Zim at sea.

Zim board approves $4.2 billion sale to Hapag-Lloyd and FIMI

German shipping giant wins tender over Maersk; new “Zim Israel” to retain 16 owned vessels under FIMI control.

Zim’s board of directors approved on Sunday evening the sale of the company to German shipping giant Hapag-Lloyd and the FIMI fund, Calcalist has learned.
Hapag-Lloyd will acquire Zim in a deal valued at $4.2 billion. Concurrently, Zim will sign an agreement with the FIMI fund to sell a portion of its assets, which will form the basis of a new company to be called “Zim Israel.”
1 View gallery
אוניית מכולה של צים
אוניית מכולה של צים
Zim at sea.
(Photo: Daniel Wright98 / Shutterstock)
Under the structure of the deal, Zim Israel, to be held by FIMI, will own the 16 vessels currently owned by Zim. Hapag-Lloyd, meanwhile, will assume control of the 99 chartered vessels currently operated by the company.

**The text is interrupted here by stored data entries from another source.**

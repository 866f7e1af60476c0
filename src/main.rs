//! MealPay - campus dining wallet service
//!
//! ```text
//! ┌──────────┐    ┌────────────┐    ┌──────────────┐    ┌──────────┐
//! │  Config  │───▶│  Gateway   │───▶│ Orchestrator │───▶│  Store   │
//! │  (YAML)  │    │  (axum)    │    │ Token+Ledger │    │ (PG/mem) │
//! └──────────┘    └────────────┘    └──────────────┘    └──────────┘
//! ```

use std::sync::Arc;

use anyhow::Context;
use mealpay::clock::{Clock, SystemClock};
use mealpay::config::AppConfig;
use mealpay::db::Database;
use mealpay::gateway::{self, AppState};
use mealpay::logging::init_logging;
use mealpay::store::{MemoryStore, PgStore, Storage, schema::init_schema};

fn get_env() -> String {
    let args: Vec<String> = std::env::args().collect();
    for i in 0..args.len() {
        if (args[i] == "--env" || args[i] == "-e") && i + 1 < args.len() {
            return args[i + 1].clone();
        }
    }
    "dev".to_string()
}

/// Get port override from command line (--port argument)
fn get_port_override() -> Option<u16> {
    let args: Vec<String> = std::env::args().collect();
    for i in 0..args.len() {
        if args[i] == "--port" && i + 1 < args.len() {
            return args[i + 1].parse().ok();
        }
    }
    None
}

async fn open_store(config: &AppConfig) -> anyhow::Result<Arc<dyn Storage>> {
    match &config.postgres_url {
        Some(url) => {
            let db = Database::connect_with(url, &config.database)
                .await
                .context("Failed to connect to PostgreSQL")?;
            db.health_check().await.context("PostgreSQL health check failed")?;
            init_schema(db.pool()).await?;
            tracing::info!("Using PostgreSQL store");
            Ok(Arc::new(PgStore::new(db.into_pool())))
        }
        None => {
            tracing::warn!("No postgres_url configured; using in-process store (data is not persisted)");
            Ok(Arc::new(MemoryStore::new()))
        }
    }
}

#[tokio::main]
async fn main() -> anyhow::Result<()> {
    let env = get_env();
    let mut app_config = AppConfig::load(&env)?;
    if let Some(port) = get_port_override() {
        app_config.gateway.port = port;
    }
    let _log_guard = init_logging(&app_config);

    tracing::info!(
        build = env!("MEALPAY_BUILD"),
        env = %env,
        "Starting MealPay"
    );

    let store = open_store(&app_config).await?;
    let clock: Arc<dyn Clock> = Arc::new(SystemClock);
    let state = AppState::new(
        store,
        clock,
        &app_config.token.secret,
        app_config.token.ttl_seconds,
        &app_config.wallet.currency,
    )
    .context("Failed to initialise token codec")?;

    gateway::run_server(&app_config.gateway, state).await
}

The new FIMI-controlled company will focus on shipping routes operated by medium-sized vessels between the Mediterranean region and key destinations in the Far East and the United States.
Hapag-Lloyd, the world’s fifth-largest container shipping company by volume, won the tender over Danish giant Maersk, the world’s second-largest shipping company in the sector.

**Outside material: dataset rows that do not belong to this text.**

#[async_trait]
impl Storage for MemoryStore {
    async fn begin(&self) -> Result<Box<dyn UnitOfWork>, StoreError> {
        if self.inner.unavailable.load(Ordering::SeqCst) {
            return Err(StoreError::Unavailable("memory store offline".into()));
        }
        Ok(Box::new(MemoryUnit::new(self.inner.clone())))
    }

    async fn health_check(&self) -> Result<(), StoreError> {
        if self.inner.unavailable.load(Ordering::SeqCst) {
            return Err(StoreError::Unavailable("memory store offline".into()));
        }
        Ok(())
    }

    async fn get_user(&self, id: UserId) -> Result<Option<UserAccount>, StoreError> {
        Ok(self.inner.state.read().users.get(&id).cloned())
    }

    async fn get_vendor(&self, id: VendorId) -> Result<Option<Vendor>, StoreError> {
        Ok(self.inner.state.read().vendors.get(&id).cloned())
    }

    async fn get_menu_item(&self, id: MenuItemId) -> Result<Option<MenuItem>, StoreError> {
        Ok(self.inner.state.read().menu_items.get(&id).cloned())
    }

    async fn find_wallet(&self, user_id: UserId) -> Result<Option<Wallet>, StoreError> {
        Ok(self.inner.state.read().wallets.get(&user_id).cloned())
    }

    async fn insert_wallet_if_absent(&self, wallet: &Wallet) -> Result<Wallet, StoreError> {
        let mut state = self.inner.state.write();
        let row = state
            .wallets
            .entry(wallet.user_id)
            .or_insert_with(|| wallet.clone());
        Ok(row.clone())
    }

    async fn list_entries(
        &self,
        wallet_id: WalletId,
        page: Page,
    ) -> Result<Vec<LedgerEntry>, StoreError> {
        let state = self.inner.state.read();
        Ok(paginate(
            state
                .entries
                .iter()
                .rev()
                .filter(|e| e.wallet_id == wallet_id)
                .cloned(),
            page,
        ))
    }

    async fn ledger_totals(
        &self,
        wallet_id: WalletId,
        since: DateTime<Utc>,
    ) -> Result<LedgerTotals, StoreError> {
        let state = self.inner.state.read();
        Ok(LedgerTotals::from_entries(
            state.entries.iter().filter(|e| e.wallet_id == wallet_id),
            since,
        ))
    }

    async fn insert_token(&self, record: &TokenRecord) -> Result<(), StoreError> {
        let mut state = self.inner.state.write();
        if state.tokens.contains_key(&record.code_hash) {
            return Err(StoreError::Corrupt(format!(
                "duplicate token hash {}",
                record.code_hash
            )));
        }
        state.tokens.insert(record.code_hash.clone(), record.clone());
        Ok(())
    }

    async fn find_token(&self, code_hash: &str) -> Result<Option<TokenRecord>, StoreError> {
        Ok(self.inner.state.read().tokens.get(code_hash).cloned())
    }

    async fn list_student_meals(
        &self,
        student_id: UserId,
        page: Page,
    ) -> Result<Vec<MealTransaction>, StoreError> {
        let state = self.inner.state.read();
        Ok(paginate(
            state
                .meals
                .iter()
                .rev()
                .filter(|m| m.student_id == student_id && m.status == MEAL_STATUS_COMPLETED)
                .cloned(),
            page,
        ))
    }

    async fn list_vendor_meals(
        &self,
        vendor_id: VendorId,
        start: Option<DateTime<Utc>>,
        end: Option<DateTime<Utc>>,
        page: Page,
    ) -> Result<Vec<MealTransaction>, StoreError> {
        let state = self.inner.state.read();
        Ok(paginate(
            state
                .meals
                .iter()
                .rev()
                .filter(|m| m.vendor_id == vendor_id && m.status == MEAL_STATUS_COMPLETED)
                .filter(|m| start.is_none_or(|s| m.created_at >= s))
                .filter(|m| end.is_none_or(|e| m.created_at <= e))
                .cloned(),
            page,
        ))
    }

    async fn meal_totals(
        &self,
        vendor_id: VendorId,
        start: DateTime<Utc>,
        end: DateTime<Utc>,
    ) -> Result<(i64, Decimal), StoreError> {
        let state = self.inner.state.read();
        Ok(state
            .meals
            .iter()
            .filter(|m| m.vendor_id == vendor_id && m.status == MEAL_STATUS_COMPLETED)
            .filter(|m| m.created_at >= start && m.created_at <= end)
            .fold((0, Decimal::ZERO), |(n, sum), m| (n + 1, sum + m.amount)))
    }

    async fn insert_settlement(&self, settlement: &VendorSettlement) -> Result<bool, StoreError> {
        let mut state = self.inner.state.write();
        let s = &settlement.summary;
        let duplicate = state.settlements.values().any(|x| {
            x.summary.vendor_id == s.vendor_id
                && x.summary.period_start == s.period_start
                && x.summary.period_end == s.period_end
        });
        if duplicate {
            return Ok(false);
        }
        state.settlements.insert(settlement.id, settlement.clone());
        Ok(true)
    }

    async fn find_settlement(
        &self,
        id: SettlementId,
    ) -> Result<Option<VendorSettlement>, StoreError> {
        Ok(self.inner.state.read().settlements.get(&id).cloned())
    }

    async fn mark_settlement_paid(
        &self,
        id: SettlementId,
        reference: &str,
        approver: UserId,
        at: DateTime<Utc>,
    ) -> Result<bool, StoreError> {
        let mut state = self.inner.state.write();
        match state.settlements.get_mut(&id) {
            Some(s) if s.status == SettlementStatus::Pending => {
                s.status = SettlementStatus::Paid;
                s.payment_reference = Some(reference.to_string());
                s.paid_by = Some(approver);
                s.paid_at = Some(at);
                Ok(true)
            }
            _ => Ok(false),
        }
    }

    async fn list_settlements(
        &self,
        vendor_id: VendorId,
        page: Page,
    ) -> Result<Vec<VendorSettlement>, StoreError> {
        let state = self.inner.state.read();
        let mut rows: Vec<VendorSettlement> = state
            .settlements
            .values()
            .filter(|s| s.summary.vendor_id == vendor_id)
            .cloned()
            .collect();
        rows.sort_by(|a, b| b.summary.period_start.cmp(&a.summary.period_start));
        Ok(paginate(rows.into_iter(), page))
    }
}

During the tender process, Hapag-Lloyd decided to include an Israeli partner in the transaction, primarily to address the implications of the golden share held by the State of Israel in Zim. To that end, it partnered with the FIMI fund.

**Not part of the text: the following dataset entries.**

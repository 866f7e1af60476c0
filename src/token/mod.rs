//! Signed, short-lived, single-use QR tokens
//!
//! - [`codec`]: pure sign/verify over the payload
//! - [`registry`]: issuance, ordered validation and single-use consumption
//! - [`cache`]: timed fast-path presence cache
//! - [`render`]: QR image rendering

pub mod cache;
pub mod codec;
pub mod error;
pub mod registry;
pub mod render;
pub mod types;

pub use cache::{TimedTokenCache, TokenCache};
pub use codec::{CodecError, TokenCodec, TokenPayload, code_hash};
pub use error::TokenError;
pub use registry::{
    DEFAULT_TTL_SECONDS, IssuedToken, MAX_TTL_SECONDS, TokenRegistry, TokenValidation, ValidToken,
    bounded_ttl,
};
pub use types::{Purpose, TokenReason, TokenRecord};
//! Caller identity supplied by the upstream identity service
//!
//! The session layer in front of this service authenticates the user and
//! forwards `x-user-id` / `x-user-role`. They are trusted as-is.

use axum::extract::FromRequestParts;
use axum::http::request::Parts;
use uuid::Uuid;

use super::response::ApiError;
use crate::core_types::UserId;
use crate::directory::Role;

pub const USER_ID_HEADER: &str = "x-user-id";
pub const USER_ROLE_HEADER: &str = "x-user-role";

#[derive(Debug, Clone, Copy, PartialEq, Eq)]
pub struct Caller {
    pub user_id: UserId,
    pub role: Role,
}

impl Caller {
    pub fn is_admin(&self) -> bool {
        self.role == Role::Admin
    }

    /// Reject unless the caller holds one of `roles`
    pub fn require(&self, roles: &[Role]) -> Result<(), ApiError> {
        if roles.contains(&self.role) {
            Ok(())
        } else {
            Err(ApiError::forbidden(format!(
                "role {} may not call this endpoint",
                self.role
            )))
        }
    }

    /// Whose wallet a request acts on: admins may name anyone, others act on themselves.
    pub fn subject(&self, requested: Option<UserId>) -> Result<UserId, ApiError> {
        match requested {
            None => Ok(self.user_id),
            Some(id) if id == self.user_id || self.is_admin() => Ok(id),
            Some(_) => Err(ApiError::forbidden("cannot act on another user's wallet")),
        }
    }
}

fn header<'a>(parts: &'a Parts, name: &str) -> Result<&'a str, ApiError> {
    parts
        .headers
        .get(name)
        .ok_or_else(|| ApiError::unauthorized(format!("missing {} header", name)))?
        .to_str()
        .map_err(|_| ApiError::unauthorized(format!("invalid {} header", name)))
}

impl<S> FromRequestParts<S> for Caller
where
    S: Send + Sync,
{
    type Rejection = ApiError;

    async fn from_request_parts(parts: &mut Parts, _state: &S) -> Result<Self, Self::Rejection> {
        let user_id = Uuid::parse_str(header(parts, USER_ID_HEADER)?.trim())
            .map_err(|_| ApiError::unauthorized("x-user-id is not a UUID"))?;
        let role = header(parts, USER_ROLE_HEADER)?
            .trim()
            .parse::<Role>()
            .map_err(ApiError::unauthorized)?;
        Ok(Caller { user_id, role })
    }
}
use rust_decimal::Decimal;
use thiserror::Error;

use crate::money::MoneyError;
use crate::store::StoreError;

#[derive(Error, Debug)]
pub enum LedgerError {
    // === Validation Errors ===
    #[error("Invalid amount: {0}")]
    InvalidAmount(#[from] MoneyError),

    #[error("Invalid parameter: {0}")]
    InvalidParameter(String),

    #[error("Balance limit exceeded: balance {balance} plus {amount} is above {limit}")]
    BalanceLimitExceeded {
        balance: Decimal,
        amount: Decimal,
        limit: Decimal,
    },

    // === Conflict Errors ===
    #[error("Insufficient wallet balance: available {available}, requested {requested}")]
    InsufficientFunds {
        available: Decimal,
        requested: Decimal,
    },

    #[error("Mess fee already paid for academic year {0}")]
    MessFeeAlreadyPaid(String),

    // === Lookup Errors ===
    #[error("Wallet not found")]
    WalletNotFound,

    // === System Errors ===
    #[error(transparent)]
    Store(#[from] StoreError),
}

impl LedgerError {
    pub fn code(&self) -> &'static str {
        match self {
            LedgerError::InvalidAmount(_) => "INVALID_AMOUNT",
            LedgerError::InvalidParameter(_) => "INVALID_PARAMETER",
            LedgerError::BalanceLimitExceeded { .. } => "BALANCE_LIMIT_EXCEEDED",
            LedgerError::InsufficientFunds { .. } => "INSUFFICIENT_FUNDS",
            LedgerError::MessFeeAlreadyPaid(_) => "MESS_FEE_ALREADY_PAID",
            LedgerError::WalletNotFound => "WALLET_NOT_FOUND",
            LedgerError::Store(e) => e.code(),
        }
    }

    pub fn http_status(&self) -> u16 {
        match self {
            LedgerError::InvalidAmount(_)
            | LedgerError::InvalidParameter(_)
            | LedgerError::BalanceLimitExceeded { .. } => 400,
            LedgerError::InsufficientFunds { .. } => 422,
            LedgerError::MessFeeAlreadyPaid(_) => 409,
            LedgerError::WalletNotFound => 404,
            LedgerError::Store(e) => e.http_status(),
        }
    }
}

Zim is currently trading at a market capitalization of approximately $2.7 billion.
Hapag-Lloyd will acquire the company’s international activities, which are not subject to Israeli regulatory restrictions. FIMI will acquire the Israeli operations that fall under the provisions of the state’s golden share.
The international operations constitute the majority of Zim’s business, and Hapag-Lloyd will therefore invest most of the capital in the transaction.
The structure is designed to resolve the constraints imposed by the golden share, which prevents exclusive foreign ownership of a company deemed strategic or essential to Israel. This issue is particularly sensitive given that Hapag-Lloyd has shareholders from Saudi Arabia (10.2%) and Qatar (12.3%) through sovereign investment arms.
Under the agreed framework, FIMI will acquire the activities defined as strategic assets for the State of Israel. This includes a fleet of 16 fully owned vessels, those flying the Israeli flag and those subject to potential nationalization or emergency mobilization orders. These ships have been described by the company’s workers’ union, headed by Oren Caspi, as vessels capable of transporting ammunition, military equipment and essential goods at times when foreign shipping companies halt calls to Israeli ports.
FIMI will also acquire Zim’s national shipping lines to and from Israel, the company’s headquarters in Haifa, its computer systems, and Israeli human resource management, including Israeli naval officers, all requirements under the golden share. It will assume responsibility for compliance with the Ministry of Transportation and the Ministry of Defense.
Golden share provisions require maintaining a minimum number of Israeli-owned ships to ensure maritime continuity during wartime, when foreign vessels may not dock in Israel. They also mandate that management headquarters remain in Israel.
Hapag-Lloyd, traded on the Frankfurt Stock Exchange at a market value of approximately €20 billion, is pursuing the acquisition as part of its strategy to increase global market share, particularly on routes from the Far East to the U.S. East Coast. Zim is currently ranked as the tenth-largest container shipping company globally.